Le XVIe siècle a connu une répression des sorcières d’une intensité jamais atteinte au Moyen Âge, accompagnée de sa théorie démonologique, et, en même temps, l’émergence d’un esprit scientifique qui entend percer les mystères de la nature, et tenant Dieu et Diable à l’écart de réflexions fondées sur la seule Raison : tandis qu’auparavant il fallait faire coïncider les explications scientifiques avec le plan divin ou déclarer forfait face à ce qui était censé relever du surnaturel, désormais c’est à Dieu de se plier aux lois naturelles, simplement parce qu’il ne peut transgresser arbitrairement ce qu’il a lui-même établi, énoncera Spinoza.
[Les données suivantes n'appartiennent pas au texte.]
use chrono::NaiveDate;
use rust_decimal::Decimal;
use rust_decimal_macros::dec;
use sea_orm::DbErr;
use serde::{Deserialize, Serialize};
use serde_json::json;
use tracing::{error, info, warn};
use uuid::Uuid;

use crate::{
    consts::MONEY_DP,
    entity::user,
    payroll::{
        advance::{advance_to_deduct, restore_withheld},
        calendar::{month_bounds, validate_period},
        settings::PayrollSettings,
        store::{AuditEntry, Notice, PayrollStore, PayrollTx, RunLogEntry},
        PayrollError,
    },
    utils,
};

/// `Preview` computes without touching any table, `Run` persists
#[derive(Debug, Clone, Copy, Default, PartialEq, Eq, Serialize, Deserialize)]
#[serde(rename_all = "lowercase")]
pub enum RunMode {
    #[default]
    Preview,
    Run,
}

#[derive(Debug, Clone, Copy, PartialEq, Eq, Serialize)]
#[serde(rename_all = "lowercase")]
pub enum Trigger {
    Web,
    Cli,
}

impl Trigger {
    pub fn as_str(self) -> &'static str {
        match self {
            Trigger::Web => "web",
            Trigger::Cli => "cli",
        }
    }
}

#[derive(Debug, Clone)]
pub struct RunRequest {
    pub month: u32,
    pub year: i32,
    pub mode: RunMode,
    pub force: bool,
    pub trigger: Trigger,
    pub actor: Option<Uuid>,
}

/// Salary of one staff member before advances are withheld
#[derive(Debug, Clone, Copy, PartialEq, Eq)]
pub struct SalaryFigures {
    pub gross_salary: Decimal,
    pub monthly_progress: Decimal,
    pub profit_fund: Decimal,
    pub payable_before_advance: Decimal,
}

impl SalaryFigures {
    pub fn compute(gross_salary: Decimal, progress_sum: Decimal, profit_fund_percent: Decimal) -> Self {
        let monthly_progress = utils::round(progress_sum.max(Decimal::ZERO), MONEY_DP);
        let profit_fund = utils::round(gross_salary * profit_fund_percent / dec!(100), MONEY_DP);
        let payable_before_advance = utils::round(gross_salary * (monthly_progress / dec!(100)) - profit_fund, MONEY_DP);

        Self {
            gross_salary,
            monthly_progress,
            profit_fund,
            payable_before_advance,
        }
    }

    pub fn net_payable(&self, advances_deducted: Decimal) -> Decimal {
        utils::round(self.payable_before_advance - advances_deducted, MONEY_DP).max(Decimal::ZERO)
    }
}

#[derive(Debug, Clone, PartialEq, Eq, Serialize)]
pub struct SalaryRow {
    pub user_id: Uuid,
    pub username: String,
    pub gross_salary: Decimal,
    pub monthly_progress: Decimal,
    pub profit_fund: Decimal,
    pub payable_before_advance: Decimal,
    pub advances_deducted: Decimal,
    pub net_payable: Decimal,
}

impl SalaryRow {
    fn new(user: &user::Model, figures: SalaryFigures, advances_deducted: Decimal) -> Self {
        Self {
            user_id: user.id,
            username: user.username.clone(),
            gross_salary: figures.gross_salary,
            monthly_progress: figures.monthly_progress,
            profit_fund: figures.profit_fund,
            payable_before_advance: figures.payable_before_advance,
            advances_deducted,
            net_payable: figures.net_payable(advances_deducted),
        }
    }
}

#[derive(Debug, Clone, PartialEq, Eq, Serialize)]
pub struct UserError {
    pub user_id: Uuid,
    pub error: String,
}

#[derive(Debug, Clone, Serialize)]
pub struct RunSummary {
    pub month: u32,
    pub year: i32,
    pub mode: RunMode,
    pub force: bool,
    pub processed: usize,
    pub total_salary_cost: Decimal,
    pub total_profit_fund_added: Decimal,
    pub errors: Vec<UserError>,
    #[serde(skip_serializing_if = "Option::is_none")]
    pub preview_rows: Option<Vec<SalaryRow>>,
}

#[derive(Debug, Clone, Copy)]
struct Period {
    month: u32,
    year: i32,
    start: NaiveDate,
    end: NaiveDate,
}

#[derive(Default)]
struct Batch {
    rows: Vec<SalaryRow>,
    errors: Vec<UserError>,
}

impl Batch {
    fn total_salary_cost(&self) -> Decimal {
        utils::round(self.rows.iter().map(|r| r.net_payable).sum(), MONEY_DP)
    }

    fn total_profit_fund(&self) -> Decimal {
        utils::round(self.rows.iter().map(|r| r.profit_fund).sum(), MONEY_DP)
    }

    fn into_summary(self, request: &RunRequest) -> RunSummary {
        RunSummary {
            month: request.month,
            year: request.year,
            mode: request.mode,
            force: request.force,
            processed: self.rows.len(),
            total_salary_cost: self.total_salary_cost(),
            total_profit_fund_added: self.total_profit_fund(),
            preview_rows: (request.mode == RunMode::Preview).then(|| self.rows),
            errors: self.errors,
        }
    }
}

pub struct PayrollEngine<S> {
    store: S,
}

impl<S: PayrollStore> PayrollEngine<S> {
    pub fn new(store: S) -> Self {
        Self { store }
    }

    pub async fn run(&self, request: &RunRequest) -> Result<RunSummary, PayrollError> {
        validate_period(request.month, request.year)?;

        let Some((start, end)) = month_bounds(request.month, request.year) else {
            return Err(PayrollError::Validation(format!("invalid period {}/{}", request.month, request.year)));
        };
        let period = Period { month: request.month, year: request.year, start, end };

        info!(
            month = request.month,
            year = request.year,
            mode = ?request.mode,
            force = request.force,
            trigger = request.trigger.as_str(),
            "Starting payroll"
        );

        let result = match request.mode {
            RunMode::Preview => self.preview(request, period).await,
            RunMode::Run => self.execute(request, period).await,
        };

        match &result {
            Ok(summary) => info!(
                processed = summary.processed,
                errors = summary.errors.len(),
                total_salary_cost = %summary.total_salary_cost,
                "Payroll finished"
            ),
            Err(PayrollError::Persistence(err)) => {
                error!(%err, month = request.month, year = request.year, "Payroll run rolled back");

                if request.mode == RunMode::Run {
                    self.notify_failure(request, err).await;
                }
            },
            Err(err) => warn!(%err, "Payroll rejected"),
        }

        result
    }

    async fn preview(&self, request: &RunRequest, period: Period) -> Result<RunSummary, PayrollError> {
        let tx = self.store.begin().await?;

        let outcome = match tx.settings().await {
            Ok(settings) => process_all(&tx, &settings, request, period).await,
            Err(err) => Err(err),
        };

        tx.rollback().await?;

        Ok(outcome?.into_summary(request))
    }

    async fn execute(&self, request: &RunRequest, period: Period) -> Result<RunSummary, PayrollError> {
        let tx = self.store.begin().await?;

        match execute_in(&tx, request, period).await {
            Ok(summary) => {
                tx.commit().await?;
                Ok(summary)
            },
            Err(err) => {
                if let Err(rollback_err) = tx.rollback().await {
                    warn!(%rollback_err, "Unable to roll back payroll transaction");
                }
                Err(err)
            },
        }
    }

    async fn notify_failure(&self, request: &RunRequest, err: &DbErr) {
        let notice = |user_id| Notice {
            user_id,
            kind: "payroll_failed",
            title: format!("Payroll {:02}/{} failed", request.month, request.year),
            message: format!("The payroll run was rolled back: {err}"),
            link: None,
        };

        if let Err(notify_err) = self.broadcast(notice).await {
            warn!(%notify_err, "Unable to notify admins about the failed payroll");
        }
    }

    async fn broadcast(&self, notice: impl Fn(Uuid) -> Notice) -> Result<(), DbErr> {
        let tx = self.store.begin().await?;

        for admin_id in tx.admin_ids().await? {
            tx.notify(notice(admin_id)).await?;
        }

        tx.commit().await
    }
}

/// Check, optional clear, recompute and log, all inside the caller's transaction
async fn execute_in<T: PayrollTx>(tx: &T, request: &RunRequest, period: Period) -> Result<RunSummary, PayrollError> {
    tx.lock_period(period.month, period.year).await?;

    if tx.run_log_exists(period.month, period.year).await? && !request.force {
        return Err(PayrollError::AlreadyProcessed { month: period.month, year: period.year });
    }

    if request.force {
        discard_period(tx, period).await?;
    }

    let settings = tx.settings().await?;
    let batch = process_all(tx, &settings, request, period).await?;

    let total_salary_cost = batch.total_salary_cost();
    let total_profit_fund = batch.total_profit_fund();
    let processed = batch.rows.len();

    tx.insert_run_log(&RunLogEntry {
        month: period.month,
        year: period.year,
        processed: processed as i32,
        total_salary_cost,
        total_profit_fund,
        trigger: request.trigger,
        run_by: request.actor,
    }).await?;

    tx.audit(AuditEntry {
        actor_id: request.actor,
        action: "payroll.run",
        resource: "payroll_run_log",
        resource_id: None,
        details: json!({
            "month": period.month,
            "year": period.year,
            "force": request.force,
            "processed": processed,
            "errors": batch.errors.len(),
            "total_salary_cost": total_salary_cost,
            "total_profit_fund": total_profit_fund,
        }),
    }).await?;

    for admin_id in tx.admin_ids().await? {
        tx.notify(Notice {
            user_id: admin_id,
            kind: "payroll_processed",
            title: format!("Payroll {:02}/{} processed", period.month, period.year),
            message: format!("{processed} staff processed, total salary cost {total_salary_cost}"),
            link: Some(format!("/payroll/{}/{}", period.year, period.month)),
        }).await?;
    }

    Ok(batch.into_summary(request))
}

/// Drops the period's results and gives back the advances they had withheld
async fn discard_period<T: PayrollTx>(tx: &T, period: Period) -> Result<(), DbErr> {
    let salaries = tx.period_salaries(period.month, period.year).await?;

    for salary in &salaries {
        restore_withheld(tx, salary).await?;
    }

    tx.clear_period(period.month, period.year).await?;

    if !salaries.is_empty() {
        warn!(month = period.month, year = period.year, discarded = salaries.len(), "Discarded previous payroll results");
    }

    Ok(())
}

async fn process_all<T: PayrollTx>(
    tx: &T,
    settings: &PayrollSettings,
    request: &RunRequest,
    period: Period,
) -> Result<Batch, DbErr> {
    let mut batch = Batch::default();

    for user in tx.active_staff().await? {
        let unit = tx.savepoint().await?;

        match process_user(&unit, settings, &user, request, period).await {
            Ok(row) => {
                unit.commit().await?;
                batch.rows.push(row);
            },
            Err(err) => {
                unit.rollback().await?;
                warn!(user_id = %user.id, %err, "Skipping user in payroll");
                batch.errors.push(UserError {
                    user_id: user.id,
                    error: err.to_string(),
                });
            },
        }
    }

    Ok(batch)
}

async fn process_user<T: PayrollTx>(
    tx: &T,
    settings: &PayrollSettings,
    user: &user::Model,
    request: &RunRequest,
    period: Period,
) -> Result<SalaryRow, DbErr> {
    let progress_sum = tx.progress_sum(user.id, period.start, period.end).await?.unwrap_or(Decimal::ZERO);
    let figures = SalaryFigures::compute(user.gross_salary, progress_sum, settings.profit_fund_percent);
    let advances = advance_to_deduct(tx, user.id, period.month, period.year, request.mode).await?;
    let row = SalaryRow::new(user, figures, advances);

    if request.mode == RunMode::Run {
        let salary_id = tx.insert_salary(&row, period.month, period.year).await?;
        tx.upsert_profit_fund(user.id, period.month, period.year, row.profit_fund).await?;
        tx.audit(AuditEntry {
            actor_id: request.actor,
            action: "payroll.salary_created",
            resource: "salary_history",
            resource_id: Some(salary_id),
            details: json!({
                "user_id": user.id,
                "month": period.month,
                "year": period.year,
                "net_payable": row.net_payable,
            }),
        }).await?;
    }

    Ok(row)
}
Bodin illustre au mieux la juxtaposition de ces deux démarches antinomiques : d’un côté le démonologue est convaincu du coït des sorcières avec le Diable et renvoie, comme nous l’avons rappelé, le médecin J. Wier à l’observation des urines de ses patients, avec interdiction de se mêler d’une métaphysique inaccessible aux misérables mortels; de l’autre, le théoricien de la Lettre à M. De Malestroit et des Six livres de la République donne au politique, au pouvoir temporel, la plus grande latitude de manœuvre, sans mentionner le Diable et avec une référence à Dieu assez formelle. Ce qui forme le dénominateur commun à ces deux ouvrages si opposés en apparence, la Démonomanie et la République, ce sont les femmes : dans un cas la répression d’un grand nombre d’entre elles, les sorcières; dans l’autre, la normalisation de la domination de toutes les femmes par le sexe fort, au travers de la théorie d’une souveraineté pensé et exercée au masculin, dans le privé comme au niveau strictement politique. L’existence de ces deux ouvrages, sous la plume d’un même auteur, peut paraître assez déroutante aujourd’hui puisque Bodin pose, d’un côté, les bases de cette souveraineté qui permettra, en douceur, la maîtrise légale des femmes et rendra inutile la figure de la sorcière, mais justifie dans la Démonomanie, écrite après la République, une répression des plus rigoureuses de la sorcellerie. Il faut se replacer dans le contexte de l’époque pour comprendre cette juxtaposition en apparence incohérente : cette souveraineté dont il pose les bases n’est précisément pas encore acquise et les procès appartiennent aux nécessités perçues à l’époque. Les écrits de Bodin sur la tolérance, qui semblent tellement en contradiction, eux aussi, avec la Démonomanie, s’inscrivent dans cette logique : comment, s’est-on étonné, celui qui prône la coexistence pacifique entre protestants et catholiques pouvait-il être, dans le même temps, celui qui encourageait les juges à condamner le maximum de sorcières à « une mort exquise »? Pour comprendre cette position de Bodin, il suffit de se demander qui étaient les principales victimes des guerres de Religion : des hommes principalement, puisqu’eux seuls portent les armes; en s’entre-tuant, ils se trompent d’adversaires alors même qu’en fait protestants et catholiques, unis sous un même dieu, ont déjà bien compris leur intérêt commun en poursuivant les sorcières avec un même zèle…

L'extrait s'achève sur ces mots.